**** Given data

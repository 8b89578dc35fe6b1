//! End-to-end club lifecycle against a real on-disk database:
//! voting cycle → winner selection → reading → completion, plus the
//! lazy-expiry path and meeting completion with a book outcome.

use club_server::db::repository::{club, club_book, meeting, membership, suggestion};
use club_server::db::DbService;
use club_server::meetings::attendance;
use club_server::voting::{self, cycle};
use sqlx::SqlitePool;

use shared::models::{
    AttendanceMark, BookOutcome, ClubBookStatus, CyclePhase, MeetingCreate, MeetingStatus,
    MeetingType, RsvpStatus,
};

const DAY: i64 = 86_400_000;

/// Fresh database in a temp dir, migrations applied, seed users/books/club.
async fn setup() -> (tempfile::TempDir, SqlitePool) {
    let dir = tempfile::tempdir().unwrap();
    let db_path = dir.path().join("club.db");
    let db = DbService::new(&db_path.to_string_lossy()).await.unwrap();
    let pool = db.pool;

    sqlx::query(
        "INSERT INTO user (id, username, password_hash, display_name, is_active, created_at, updated_at) VALUES \
         (1, 'alice', 'hash', 'Alice', 1, 0, 0), \
         (2, 'bob', 'hash', 'Bob', 1, 0, 0), \
         (3, 'carol', 'hash', 'Carol', 1, 0, 0)",
    )
    .execute(&pool)
    .await
    .unwrap();

    sqlx::query(
        "INSERT INTO book (id, title, author, created_at) VALUES \
         (101, 'Dune', 'Frank Herbert', 0), \
         (102, 'Middlemarch', 'George Eliot', 0), \
         (103, 'Kindred', 'Octavia Butler', 0)",
    )
    .execute(&pool)
    .await
    .unwrap();

    (dir, pool)
}

#[tokio::test]
async fn full_voting_cycle_to_completed_book() {
    let (_dir, pool) = setup().await;

    let c = club::create(&pool, "Long Reads", None, 1).await.unwrap();
    membership::join(&pool, c.id, 2).await.unwrap();
    membership::join(&pool, c.id, 3).await.unwrap();

    // Start a 7-day cycle
    let now = shared::util::now_millis();
    let updated = club::start_voting(&pool, c.id, 1, now, now + 7 * DAY)
        .await
        .unwrap();
    assert!(updated.voting_cycle_active);
    assert!(cycle::window_open(&updated, now));

    // Two suggestions; Dune gets 2 votes, Middlemarch 1
    let dune = suggestion::create(&pool, c.id, 101, 2).await.unwrap();
    let middlemarch = suggestion::create(&pool, c.id, 102, 3).await.unwrap();
    suggestion::vote(&pool, dune.id, 1).await.unwrap();
    suggestion::vote(&pool, dune.id, 2).await.unwrap();
    suggestion::vote(&pool, middlemarch.id, 3).await.unwrap();

    // Admin ends voting early → single winner
    let (updated, suggestions) = voting::end_cycle(&pool, c.id).await.unwrap();
    assert!(!updated.voting_cycle_active);
    let winners: Vec<i64> = suggestions
        .iter()
        .filter(|s| s.is_winner)
        .map(|s| s.id)
        .collect();
    assert_eq!(winners, vec![dune.id]);

    // Winner becomes current book, history opens IN_PROGRESS
    let cb = club_book::start(&pool, c.id, 101).await.unwrap();
    assert_eq!(cb.status, ClubBookStatus::InProgress);
    let updated = club::get(&pool, c.id).await.unwrap();
    assert_eq!(updated.current_book_id, Some(101));

    // Suggestions were cleared for the next cycle
    assert!(suggestion::find_with_votes(&pool, c.id).await.unwrap().is_empty());

    // Mutual exclusion: no new cycle while a book is current
    assert!(club::start_voting(&pool, c.id, 1, now, now + DAY).await.is_err());

    // Complete the book → back to NoBook
    let cb = club_book::complete(&pool, c.id, 5, "A classic").await.unwrap();
    assert_eq!(cb.status, ClubBookStatus::Completed);
    let updated = club::get(&pool, c.id).await.unwrap();
    assert!(updated.current_book_id.is_none());
    assert_eq!(cycle::phase(&updated, false, now), CyclePhase::NoBook);
}

#[tokio::test]
async fn elapsed_cycle_resolves_on_read() {
    let (_dir, pool) = setup().await;

    let c = club::create(&pool, "Slow Readers", None, 1).await.unwrap();
    membership::join(&pool, c.id, 2).await.unwrap();

    // Cycle started 8 days ago with a 7-day window
    let now = shared::util::now_millis();
    club::start_voting(&pool, c.id, 1, now - 8 * DAY, now - DAY)
        .await
        .unwrap();
    let s = suggestion::create(&pool, c.id, 103, 2).await.unwrap();

    // Window already elapsed, flag still set
    let stale = club::get(&pool, c.id).await.unwrap();
    assert!(!cycle::window_open(&stale, now));
    assert_eq!(cycle::phase(&stale, false, now), CyclePhase::VotingExpired);

    // The next read resolves the expired cycle without any explicit end call
    let resolved = voting::resolve_expired_cycle(&pool, stale, now).await.unwrap();
    assert!(!resolved.voting_cycle_active);

    let suggestions = suggestion::find_with_votes(&pool, c.id).await.unwrap();
    assert!(suggestions[0].is_winner);
    assert_eq!(suggestions[0].id, s.id);
    assert_eq!(cycle::phase(&resolved, true, now), CyclePhase::WinnerPending);

    // Resolving again is a no-op
    let again = voting::resolve_expired_cycle(&pool, resolved.clone(), now)
        .await
        .unwrap();
    assert_eq!(again.voting_cycle_active, resolved.voting_cycle_active);
}

#[tokio::test]
async fn meeting_completion_with_book_outcome_and_seeded_attendance() {
    let (_dir, pool) = setup().await;

    let c = club::create(&pool, "Discussion Group", None, 1).await.unwrap();
    membership::join(&pool, c.id, 2).await.unwrap();
    membership::join(&pool, c.id, 3).await.unwrap();

    club_book::start(&pool, c.id, 101).await.unwrap();

    let m = meeting::create(
        &pool,
        c.id,
        1,
        &MeetingCreate {
            title: "Dune wrap-up".into(),
            description: None,
            meeting_date: shared::util::now_millis(),
            location: Some("Cafe".into()),
            meeting_type: MeetingType::Discussion,
            book_id: Some(101),
        },
    )
    .await
    .unwrap();

    meeting::rsvp(&pool, m.id, 2, RsvpStatus::Attending).await.unwrap();
    meeting::rsvp(&pool, m.id, 3, RsvpStatus::NotAttending).await.unwrap();

    // Bob defaults to attended, Carol to absent; admin overrides Carol
    let attendees = meeting::find_attendees(&pool, m.id).await.unwrap();
    let marks = attendance::seed_attendance(
        &attendees,
        &[AttendanceMark {
            user_id: 3,
            attended: true,
        }],
    );

    let outcome = BookOutcome {
        status: ClubBookStatus::Abandoned,
        rating: None,
        reason_code: Some(10),
        notes: "Half the club switched editions".into(),
    };
    let m = meeting::complete(&pool, m.id, c.id, "Short session", &marks, Some(&outcome))
        .await
        .unwrap();
    assert_eq!(m.status, MeetingStatus::Completed);

    let attendees = meeting::find_attendees(&pool, m.id).await.unwrap();
    let bob = attendees.iter().find(|a| a.user_id == 2).unwrap();
    let carol = attendees.iter().find(|a| a.user_id == 3).unwrap();
    assert_eq!(bob.actually_attended, Some(true));
    assert_eq!(carol.actually_attended, Some(true)); // override wins

    // Book outcome applied through the same abandon rules
    let history = club_book::find_history(&pool, c.id).await.unwrap();
    assert_eq!(history[0].status, ClubBookStatus::Abandoned);
    assert_eq!(
        history[0].discussion_notes.as_deref(),
        Some("Reason: 10\nNotes: Half the club switched editions")
    );
    let updated = club::get(&pool, c.id).await.unwrap();
    assert!(updated.current_book_id.is_none());
}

********

• **The problem**
What lines in the entries contain "NoBook"? Report each one by copying it.

• **Task answer**
    // Complete the book → back to NoBook
    assert_eq!(cycle::phase(&updated, false, now), CyclePhase::NoBook);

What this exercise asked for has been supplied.